Which of the lines in the data mention the string "FailureClass"? List them all.

──────── DATA UNDER STUDY

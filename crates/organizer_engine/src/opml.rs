use std::fs;
use std::io;
use std::path::Path;

use organizer_core::FeedReference;
use organizer_logging::organizer_debug;
use quick_xml::events::{BytesStart, Event};
use quick_xml::Reader;
use thiserror::Error;

#[derive(Debug, Error)]
pub enum OpmlError {
    #[error("failed to read {path}: {source}")]
    Io {
        path: String,
        #[source]
        source: io::Error,
    },
    #[error("input is not an OPML document (no <opml> element)")]
    NotOpml,
    #[error("malformed OPML at byte {position}: {message}")]
    Xml { position: u64, message: String },
}

/// Extract every RSS subscription, in document order and at any depth.
///
/// The whole document must be well-formed XML with an `<opml>` root; a
/// truncated or broken file is an error rather than a shorter list.
pub fn parse_opml(text: &str) -> Result<Vec<FeedReference>, OpmlError> {
    let mut reader = Reader::from_str(text);
    let mut open: Vec<String> = Vec::new();
    let mut seen_root = false;
    let mut references = Vec::new();

    loop {
        let event = reader
            .read_event()
            .map_err(|err| malformed(&reader, err))?;
        let (element, opens) = match event {
            Event::Start(element) => (element, true),
            Event::Empty(element) => (element, false),
            Event::End(_) => {
                open.pop();
                continue;
            }
            Event::Eof => break,
            _ => continue,
        };

        let name = String::from_utf8_lossy(element.local_name().as_ref()).into_owned();
        if !seen_root {
            if name != "opml" {
                return Err(OpmlError::NotOpml);
            }
            seen_root = true;
        }
        if name == "outline" {
            if let Some(reference) = feed_reference(&element).map_err(|err| malformed(&reader, err))? {
                references.push(reference);
            }
        }
        if opens {
            open.push(name);
        }
    }

    if !seen_root {
        return Err(OpmlError::NotOpml);
    }
    if let Some(unclosed) = open.last() {
        return Err(OpmlError::Xml {
            position: reader.buffer_position() as u64,
            message: format!("document ends inside <{unclosed}>"),
        });
    }

    organizer_debug!("OPML lists {} RSS feeds", references.len());
    Ok(references)
}

/// Read and parse an OPML file, keeping the first `limit` feeds when
/// `limit` is a positive number.
pub fn parse_opml_file(path: &Path, limit: Option<usize>) -> Result<Vec<FeedReference>, OpmlError> {
    let text = fs::read_to_string(path).map_err(|source| OpmlError::Io {
        path: path.display().to_string(),
        source,
    })?;
    let mut references = parse_opml(&text)?;
    if let Some(limit) = limit.filter(|&n| n > 0) {
        references.truncate(limit);
    }
    Ok(references)
}

fn malformed(reader: &Reader<&[u8]>, err: impl Into<quick_xml::Error>) -> OpmlError {
    OpmlError::Xml {
        position: reader.buffer_position() as u64,
        message: err.into().to_string(),
    }
}

#[derive(Default)]
struct OutlineAttrs {
    kind: Option<String>,
    xml_url: Option<String>,
    text: Option<String>,
    title: Option<String>,
}

/// `None` for outlines that are not RSS subscriptions or carry no feed URL.
fn feed_reference(element: &BytesStart<'_>) -> Result<Option<FeedReference>, quick_xml::Error> {
    let mut attrs = OutlineAttrs::default();
    for attr in element.attributes() {
        let attr = attr?;
        let value = attr.unescape_value()?.into_owned();
        let key = attr.key.as_ref();
        if key.eq_ignore_ascii_case(b"type") {
            attrs.kind = Some(value);
        } else if key.eq_ignore_ascii_case(b"xmlUrl") {
            attrs.xml_url = Some(value);
        } else if key == b"text" {
            attrs.text = Some(value);
        } else if key == b"title" {
            attrs.title = Some(value);
        }
    }

    if !attrs
        .kind
        .as_deref()
        .is_some_and(|kind| kind.trim().eq_ignore_ascii_case("rss"))
    {
        return Ok(None);
    }
    let Some(feed_url) = attrs.xml_url.as_deref().map(str::trim).filter(|url| !url.is_empty()) else {
        return Ok(None);
    };

    let title = match attrs.title.as_deref() {
        Some(title) if !title.is_empty() => title,
        _ => attrs.text.as_deref().unwrap_or_default(),
    };
    Ok(Some(FeedReference::new(percent_decode(title), feed_url)))
}

/// Malformed escapes are kept literally and invalid UTF-8 is replaced.
fn percent_decode(title: &str) -> String {
    String::from_utf8_lossy(&urlencoding::decode_binary(title.as_bytes())).into_owned()
}
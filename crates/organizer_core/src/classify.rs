use crate::FetchFailure;

/// Rendering-level grouping of fetch failures.
#[derive(Debug, Clone, Copy, PartialEq, Eq)]
pub enum FailureClass {
    /// The feed is gone for good: missing, removed, or its host no longer resolves.
    FeedGone,
    /// Anything else, such as parse errors, timeouts, or server errors.
    Transient,
}

const GONE_MARKERS: &[&str] = &[
    "dns error",
    "failed to lookup address",
    "name or service not known",
    "nodename nor servname",
    "no address associated",
    "connection refused",
];

/// Classify a failure: 404 and 410 by status code, transport errors by
/// matching their text against resolver and connection markers.
pub fn classify_failure(failure: &FetchFailure) -> FailureClass {
    match failure {
        FetchFailure::HttpStatus(404 | 410) => FailureClass::FeedGone,
        FetchFailure::Transport(message) => {
            let text = message.to_lowercase();
            if GONE_MARKERS.iter().any(|marker| text.contains(marker)) {
                FailureClass::FeedGone
            } else {
                FailureClass::Transient
            }
        }
        _ => FailureClass::Transient,
    }
}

────────────────

## YOUR SOLUTION
pub enum FailureClass {
pub fn classify_failure(failure: &FetchFailure) -> FailureClass {
        FetchFailure::HttpStatus(404 | 410) => FailureClass::FeedGone,
                FailureClass::FeedGone
                FailureClass::Transient
        _ => FailureClass::Transient,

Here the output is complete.